Data excerpts
- - -
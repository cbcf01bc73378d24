//! src/configuration.rs
use serde_aux::field_attributes::deserialize_number_from_string;

#[derive(serde::Deserialize, Clone)]
pub struct Settings {
    pub aggregation: AggregationSettings,
    pub io: IoSettings,
}

#[derive(serde::Deserialize, Clone)]
pub struct AggregationSettings {
    pub mode: AggregationMode,
}

/// Which reduce implementation the driver runs by default.
#[derive(serde::Deserialize, Clone, Copy, Debug, PartialEq, Eq)]
#[serde(rename_all = "lowercase")]
pub enum AggregationMode {
    /// Streaming fold; requires the input grouped by key.
    Sorted,
    /// In-memory per-key totals; no ordering requirement.
    Grouped,
}

#[derive(serde::Deserialize, Clone)]
pub struct IoSettings {
    #[serde(deserialize_with = "deserialize_number_from_string")]
    pub write_buffer_bytes: usize,
}

pub fn get_configuration() -> Result<Settings, config::ConfigError> {
    let base_path = std::env::current_dir().expect("Failed to determine the current directory.");
    let config_dir = base_path.join("configuration");

    let settings = config::Config::builder()
        .add_source(config::File::from(config_dir.join("pipeline.yaml")))
        .add_source(
            config::Environment::with_prefix("WORDFREQ")
                .prefix_separator("_")
                .separator("__"),
        )
        .build()?;
    settings.try_deserialize::<Settings>()
}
- - -
# [Task brief]
Your answer should consist of copies of the lines above that include the string "AggregationSettings".

# [Response]
    pub aggregation: AggregationSettings,
pub struct AggregationSettings {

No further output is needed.